GIVEN INFORMATION =>
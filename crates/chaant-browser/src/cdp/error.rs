//! CDP error types.

use thiserror::Error;

use chaant_protocols::SurfaceError;

/// CDP client errors.
#[derive(Debug, Error)]
pub enum CdpError {
    /// Failed to connect to Chrome.
    #[error("Connection failed: {0}")]
    ConnectionFailed(String),

    /// Chrome not found or not running with remote debugging.
    #[error("Chrome not available at {0}. Start Chrome with: chrome --remote-debugging-port=9222")]
    ChromeNotAvailable(String),

    #[error("WebSocket error: {0}")]
    WebSocket(String),

    #[error("CDP error: {message} (code: {code})")]
    Protocol { code: i64, message: String },

    #[error("Serialization error: {0}")]
    Serialization(#[from] serde_json::Error),

    /// HTTP error (endpoint discovery).
    #[error("HTTP error: {0}")]
    Http(String),

    #[error("Navigation failed: {0}")]
    NavigationFailed(String),

    #[error("JavaScript error: {0}")]
    JavaScript(String),

    #[error("Timeout: {0}")]
    Timeout(String),

    #[error("Session closed")]
    SessionClosed,

    #[error("Invalid response: {0}")]
    InvalidResponse(String),
}

impl From<tokio_tungstenite::tungstenite::Error> for CdpError {
    fn from(e: tokio_tungstenite::tungstenite::Error) -> Self {
        CdpError::WebSocket(e.to_string())
    }
}

impl From<reqwest::Error> for CdpError {
    fn from(e: reqwest::Error) -> Self {
        CdpError::Http(e.to_string())
    }
}

impl From<url::ParseError> for CdpError {
    fn from(e: url::ParseError) -> Self {
        CdpError::ConnectionFailed(format!("Invalid URL: {}", e))
    }
}

impl From<CdpError> for SurfaceError {
    fn from(e: CdpError) -> Self {
        match e {
            CdpError::NavigationFailed(msg) => SurfaceError::Navigation(msg),
            CdpError::JavaScript(msg) => SurfaceError::Script(msg),
            CdpError::Timeout(msg) => SurfaceError::Timeout(msg),
            CdpError::SessionClosed => SurfaceError::Closed,
            CdpError::InvalidResponse(msg) => SurfaceError::InvalidData(msg),
            CdpError::Serialization(e) => SurfaceError::InvalidData(e.to_string()),
            other => SurfaceError::Transport(other.to_string()),
        }
    }
}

ACTIVITY =>
From the first record to the last, copy everything exactly.

RESPONSE AREA =>
filename crates/chaant-browser/src/cdp/error.rs
//! CDP error types.

use thiserror::Error;

use chaant_protocols::SurfaceError;

/// CDP client errors.
#[derive(Debug, Error)]
pub enum CdpError {
    /// Failed to connect to Chrome.
    #[error("Connection failed: {0}")]
    ConnectionFailed(String),

    /// Chrome not found or not running with remote debugging.
    #[error("Chrome not available at {0}. Start Chrome with: chrome --remote-debugging-port=9222")]
    ChromeNotAvailable(String),

    #[error("WebSocket error: {0}")]
    WebSocket(String),

    #[error("CDP error: {message} (code: {code})")]
    Protocol { code: i64, message: String },

    #[error("Serialization error: {0}")]
    Serialization(#[from] serde_json::Error),

    /// HTTP error (endpoint discovery).
    #[error("HTTP error: {0}")]
    Http(String),

    #[error("Navigation failed: {0}")]
    NavigationFailed(String),

    #[error("JavaScript error: {0}")]
    JavaScript(String),

    #[error("Timeout: {0}")]
    Timeout(String),

    #[error("Session closed")]
    SessionClosed,

    #[error("Invalid response: {0}")]
    InvalidResponse(String),
}

impl From<tokio_tungstenite::tungstenite::Error> for CdpError {
    fn from(e: tokio_tungstenite::tungstenite::Error) -> Self {
        CdpError::WebSocket(e.to_string())
    }
}

impl From<reqwest::Error> for CdpError {
    fn from(e: reqwest::Error) -> Self {
        CdpError::Http(e.to_string())
    }
}

impl From<url::ParseError> for CdpError {
    fn from(e: url::ParseError) -> Self {
        CdpError::ConnectionFailed(format!("Invalid URL: {}", e))
    }
}

impl From<CdpError> for SurfaceError {
    fn from(e: CdpError) -> Self {
        match e {
            CdpError::NavigationFailed(msg) => SurfaceError::Navigation(msg),
            CdpError::JavaScript(msg) => SurfaceError::Script(msg),
            CdpError::Timeout(msg) => SurfaceError::Timeout(msg),
            CdpError::SessionClosed => SurfaceError::Closed,
            CdpError::InvalidResponse(msg) => SurfaceError::InvalidData(msg),
            CdpError::Serialization(e) => SurfaceError::InvalidData(e.to_string()),
            other => SurfaceError::Transport(other.to_string()),
        }
    }
}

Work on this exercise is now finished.